START Exercise material
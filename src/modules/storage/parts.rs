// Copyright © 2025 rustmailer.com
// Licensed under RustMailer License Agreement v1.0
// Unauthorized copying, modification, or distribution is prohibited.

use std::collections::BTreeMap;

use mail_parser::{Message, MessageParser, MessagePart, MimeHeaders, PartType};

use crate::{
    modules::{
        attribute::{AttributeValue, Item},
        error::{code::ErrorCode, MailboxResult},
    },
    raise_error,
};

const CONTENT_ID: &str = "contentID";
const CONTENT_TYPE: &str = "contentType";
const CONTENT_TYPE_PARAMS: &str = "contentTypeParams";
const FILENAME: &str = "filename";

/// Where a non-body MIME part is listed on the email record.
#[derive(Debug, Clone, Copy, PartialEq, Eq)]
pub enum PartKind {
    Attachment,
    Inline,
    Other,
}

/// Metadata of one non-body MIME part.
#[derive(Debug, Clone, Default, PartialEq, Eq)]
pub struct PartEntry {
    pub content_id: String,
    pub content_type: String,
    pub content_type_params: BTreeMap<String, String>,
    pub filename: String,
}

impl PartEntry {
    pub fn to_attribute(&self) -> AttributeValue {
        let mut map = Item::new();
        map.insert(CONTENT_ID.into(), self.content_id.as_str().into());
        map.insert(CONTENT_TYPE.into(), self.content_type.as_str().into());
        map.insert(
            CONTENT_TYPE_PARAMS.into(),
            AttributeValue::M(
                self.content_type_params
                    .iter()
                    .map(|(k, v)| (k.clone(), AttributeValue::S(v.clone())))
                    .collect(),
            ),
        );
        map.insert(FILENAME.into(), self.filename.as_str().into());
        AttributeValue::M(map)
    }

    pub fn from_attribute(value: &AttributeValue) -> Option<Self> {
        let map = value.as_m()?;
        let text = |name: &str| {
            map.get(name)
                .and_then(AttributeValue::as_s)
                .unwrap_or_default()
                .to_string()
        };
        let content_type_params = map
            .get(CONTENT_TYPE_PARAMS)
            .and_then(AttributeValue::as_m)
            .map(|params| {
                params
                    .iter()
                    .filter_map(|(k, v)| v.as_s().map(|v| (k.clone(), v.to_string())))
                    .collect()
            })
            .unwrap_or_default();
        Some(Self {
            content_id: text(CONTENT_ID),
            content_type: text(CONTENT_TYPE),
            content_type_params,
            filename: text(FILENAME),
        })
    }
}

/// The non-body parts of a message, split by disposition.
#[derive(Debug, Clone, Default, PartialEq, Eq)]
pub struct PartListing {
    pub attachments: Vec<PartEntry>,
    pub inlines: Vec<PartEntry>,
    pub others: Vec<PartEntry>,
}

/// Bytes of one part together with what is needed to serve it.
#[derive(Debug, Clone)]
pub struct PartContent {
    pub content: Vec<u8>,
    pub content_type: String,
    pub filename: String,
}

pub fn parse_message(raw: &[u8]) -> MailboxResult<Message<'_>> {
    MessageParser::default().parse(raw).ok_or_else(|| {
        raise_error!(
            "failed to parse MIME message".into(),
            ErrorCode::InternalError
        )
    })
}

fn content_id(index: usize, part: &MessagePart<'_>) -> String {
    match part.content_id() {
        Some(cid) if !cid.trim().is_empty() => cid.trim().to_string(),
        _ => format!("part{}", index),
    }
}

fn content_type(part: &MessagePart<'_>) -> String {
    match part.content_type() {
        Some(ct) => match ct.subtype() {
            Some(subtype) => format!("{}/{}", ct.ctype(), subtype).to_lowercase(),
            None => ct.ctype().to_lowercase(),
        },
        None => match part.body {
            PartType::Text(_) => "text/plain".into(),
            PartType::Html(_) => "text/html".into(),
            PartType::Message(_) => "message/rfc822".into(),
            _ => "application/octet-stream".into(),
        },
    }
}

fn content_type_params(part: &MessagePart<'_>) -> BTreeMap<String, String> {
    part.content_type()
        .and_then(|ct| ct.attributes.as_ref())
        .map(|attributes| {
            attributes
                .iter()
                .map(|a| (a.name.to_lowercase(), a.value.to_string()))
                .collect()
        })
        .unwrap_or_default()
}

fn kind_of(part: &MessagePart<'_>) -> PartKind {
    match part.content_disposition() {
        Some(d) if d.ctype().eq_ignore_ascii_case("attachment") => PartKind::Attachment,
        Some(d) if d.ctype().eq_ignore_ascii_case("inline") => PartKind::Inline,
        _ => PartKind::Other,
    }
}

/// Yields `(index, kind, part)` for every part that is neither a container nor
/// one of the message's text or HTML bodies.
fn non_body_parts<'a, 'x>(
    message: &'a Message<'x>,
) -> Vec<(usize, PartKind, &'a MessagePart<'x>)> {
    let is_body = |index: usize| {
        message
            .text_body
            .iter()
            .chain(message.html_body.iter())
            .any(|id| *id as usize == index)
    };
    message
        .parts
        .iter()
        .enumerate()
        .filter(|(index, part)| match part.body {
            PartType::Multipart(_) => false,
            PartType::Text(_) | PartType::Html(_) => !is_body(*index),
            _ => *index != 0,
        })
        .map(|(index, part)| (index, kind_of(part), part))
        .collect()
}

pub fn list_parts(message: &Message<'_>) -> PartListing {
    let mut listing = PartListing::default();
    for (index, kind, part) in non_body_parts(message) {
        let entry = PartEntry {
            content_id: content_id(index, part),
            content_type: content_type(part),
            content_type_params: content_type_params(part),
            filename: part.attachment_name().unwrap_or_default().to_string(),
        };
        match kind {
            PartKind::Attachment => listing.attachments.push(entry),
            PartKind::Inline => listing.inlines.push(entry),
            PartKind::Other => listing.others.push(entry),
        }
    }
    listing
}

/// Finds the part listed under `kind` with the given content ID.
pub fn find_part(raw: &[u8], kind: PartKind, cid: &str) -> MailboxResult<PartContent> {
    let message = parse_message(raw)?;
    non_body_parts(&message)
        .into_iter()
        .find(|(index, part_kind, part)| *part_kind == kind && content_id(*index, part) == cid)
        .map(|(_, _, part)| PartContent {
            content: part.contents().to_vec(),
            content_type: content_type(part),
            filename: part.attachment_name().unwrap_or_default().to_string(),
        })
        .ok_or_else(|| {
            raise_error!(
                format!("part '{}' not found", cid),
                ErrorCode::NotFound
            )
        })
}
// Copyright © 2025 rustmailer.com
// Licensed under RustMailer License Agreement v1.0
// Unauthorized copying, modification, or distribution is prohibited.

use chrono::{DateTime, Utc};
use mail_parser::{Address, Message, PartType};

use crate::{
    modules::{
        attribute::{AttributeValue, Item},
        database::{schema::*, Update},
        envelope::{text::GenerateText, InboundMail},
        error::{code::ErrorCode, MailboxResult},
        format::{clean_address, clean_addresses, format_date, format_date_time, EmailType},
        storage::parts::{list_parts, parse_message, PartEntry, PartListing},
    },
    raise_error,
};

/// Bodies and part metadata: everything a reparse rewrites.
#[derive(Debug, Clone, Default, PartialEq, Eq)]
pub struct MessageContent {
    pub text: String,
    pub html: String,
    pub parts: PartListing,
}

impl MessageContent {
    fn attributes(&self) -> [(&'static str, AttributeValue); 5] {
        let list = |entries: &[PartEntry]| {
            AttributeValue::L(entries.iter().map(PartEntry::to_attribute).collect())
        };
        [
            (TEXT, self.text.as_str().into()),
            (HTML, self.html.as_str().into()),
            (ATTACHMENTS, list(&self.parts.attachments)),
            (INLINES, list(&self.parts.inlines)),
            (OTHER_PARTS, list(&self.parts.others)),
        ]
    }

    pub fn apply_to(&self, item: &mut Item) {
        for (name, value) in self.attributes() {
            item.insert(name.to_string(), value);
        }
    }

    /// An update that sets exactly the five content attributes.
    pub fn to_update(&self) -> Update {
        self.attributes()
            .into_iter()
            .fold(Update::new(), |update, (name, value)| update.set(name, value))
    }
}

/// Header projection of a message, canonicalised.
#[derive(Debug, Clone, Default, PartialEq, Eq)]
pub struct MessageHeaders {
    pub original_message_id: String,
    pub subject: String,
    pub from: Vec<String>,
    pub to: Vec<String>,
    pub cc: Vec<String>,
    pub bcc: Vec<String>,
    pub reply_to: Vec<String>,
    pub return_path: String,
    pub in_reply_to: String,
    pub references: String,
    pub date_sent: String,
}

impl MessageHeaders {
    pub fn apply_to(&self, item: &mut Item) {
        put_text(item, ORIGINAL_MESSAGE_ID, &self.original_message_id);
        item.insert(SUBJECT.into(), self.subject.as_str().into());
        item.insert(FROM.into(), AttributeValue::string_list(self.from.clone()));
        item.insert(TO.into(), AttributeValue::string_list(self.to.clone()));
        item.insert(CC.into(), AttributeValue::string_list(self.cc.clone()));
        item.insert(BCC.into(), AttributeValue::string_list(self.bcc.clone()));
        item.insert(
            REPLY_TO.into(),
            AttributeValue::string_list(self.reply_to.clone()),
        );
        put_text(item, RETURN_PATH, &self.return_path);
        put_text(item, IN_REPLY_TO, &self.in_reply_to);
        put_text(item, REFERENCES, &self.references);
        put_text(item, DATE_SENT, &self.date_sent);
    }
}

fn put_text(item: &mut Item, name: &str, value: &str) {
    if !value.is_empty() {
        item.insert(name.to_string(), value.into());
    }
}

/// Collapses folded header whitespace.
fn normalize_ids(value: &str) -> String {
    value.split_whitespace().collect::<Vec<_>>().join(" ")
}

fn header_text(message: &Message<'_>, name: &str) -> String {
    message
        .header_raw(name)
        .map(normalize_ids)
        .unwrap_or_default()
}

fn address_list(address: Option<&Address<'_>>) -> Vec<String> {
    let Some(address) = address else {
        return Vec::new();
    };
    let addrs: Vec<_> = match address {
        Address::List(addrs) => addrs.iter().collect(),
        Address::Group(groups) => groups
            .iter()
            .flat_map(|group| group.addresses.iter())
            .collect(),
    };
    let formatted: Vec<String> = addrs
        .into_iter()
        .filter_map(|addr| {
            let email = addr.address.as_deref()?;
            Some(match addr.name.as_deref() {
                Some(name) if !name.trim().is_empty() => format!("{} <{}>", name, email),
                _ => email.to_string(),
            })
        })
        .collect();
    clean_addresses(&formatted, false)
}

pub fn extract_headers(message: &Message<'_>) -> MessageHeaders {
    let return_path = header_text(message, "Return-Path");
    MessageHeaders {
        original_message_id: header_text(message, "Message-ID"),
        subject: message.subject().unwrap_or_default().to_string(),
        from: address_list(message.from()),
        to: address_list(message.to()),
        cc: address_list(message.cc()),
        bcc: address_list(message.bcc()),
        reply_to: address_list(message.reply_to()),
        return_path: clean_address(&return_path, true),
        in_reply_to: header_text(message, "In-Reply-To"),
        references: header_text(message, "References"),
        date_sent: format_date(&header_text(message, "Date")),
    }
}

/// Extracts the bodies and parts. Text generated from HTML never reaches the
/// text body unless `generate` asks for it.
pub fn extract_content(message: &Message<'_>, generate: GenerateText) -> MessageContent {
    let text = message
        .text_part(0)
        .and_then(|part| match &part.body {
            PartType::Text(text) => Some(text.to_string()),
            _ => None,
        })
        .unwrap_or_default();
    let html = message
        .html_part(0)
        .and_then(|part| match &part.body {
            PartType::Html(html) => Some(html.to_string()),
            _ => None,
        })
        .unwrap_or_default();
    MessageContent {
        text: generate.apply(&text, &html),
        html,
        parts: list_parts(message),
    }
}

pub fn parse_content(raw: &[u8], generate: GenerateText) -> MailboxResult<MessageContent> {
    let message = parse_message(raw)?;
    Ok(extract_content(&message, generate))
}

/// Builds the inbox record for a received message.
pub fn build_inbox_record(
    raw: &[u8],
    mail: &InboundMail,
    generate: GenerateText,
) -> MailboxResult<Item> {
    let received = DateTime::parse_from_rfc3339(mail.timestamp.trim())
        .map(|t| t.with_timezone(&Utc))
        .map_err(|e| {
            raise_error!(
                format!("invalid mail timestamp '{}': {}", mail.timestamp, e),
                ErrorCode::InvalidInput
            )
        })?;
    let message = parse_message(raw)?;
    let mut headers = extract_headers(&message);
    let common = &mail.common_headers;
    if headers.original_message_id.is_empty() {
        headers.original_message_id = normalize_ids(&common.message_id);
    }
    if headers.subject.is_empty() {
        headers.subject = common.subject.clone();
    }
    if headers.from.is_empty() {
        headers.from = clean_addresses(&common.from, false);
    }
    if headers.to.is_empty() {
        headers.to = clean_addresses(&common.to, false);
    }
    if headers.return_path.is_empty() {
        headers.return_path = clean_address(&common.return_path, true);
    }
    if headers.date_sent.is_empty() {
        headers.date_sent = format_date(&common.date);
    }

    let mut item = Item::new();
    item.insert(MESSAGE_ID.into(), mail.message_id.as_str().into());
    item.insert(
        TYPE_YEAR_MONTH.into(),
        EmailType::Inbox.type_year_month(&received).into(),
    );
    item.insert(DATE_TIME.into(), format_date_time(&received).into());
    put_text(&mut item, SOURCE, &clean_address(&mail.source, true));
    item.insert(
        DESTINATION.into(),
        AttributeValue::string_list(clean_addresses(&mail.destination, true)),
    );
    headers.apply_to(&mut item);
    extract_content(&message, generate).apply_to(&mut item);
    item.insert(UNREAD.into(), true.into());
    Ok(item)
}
END Exercise material
**Task brief**: Whenever the word "ctype" appears in a line of the listing, copy out that line.

**Expected output**:
            Some(subtype) => format!("{}/{}", ct.ctype(), subtype).to_lowercase(),
            None => ct.ctype().to_lowercase(),
        Some(d) if d.ctype().eq_ignore_ascii_case("attachment") => PartKind::Attachment,
        Some(d) if d.ctype().eq_ignore_ascii_case("inline") => PartKind::Inline,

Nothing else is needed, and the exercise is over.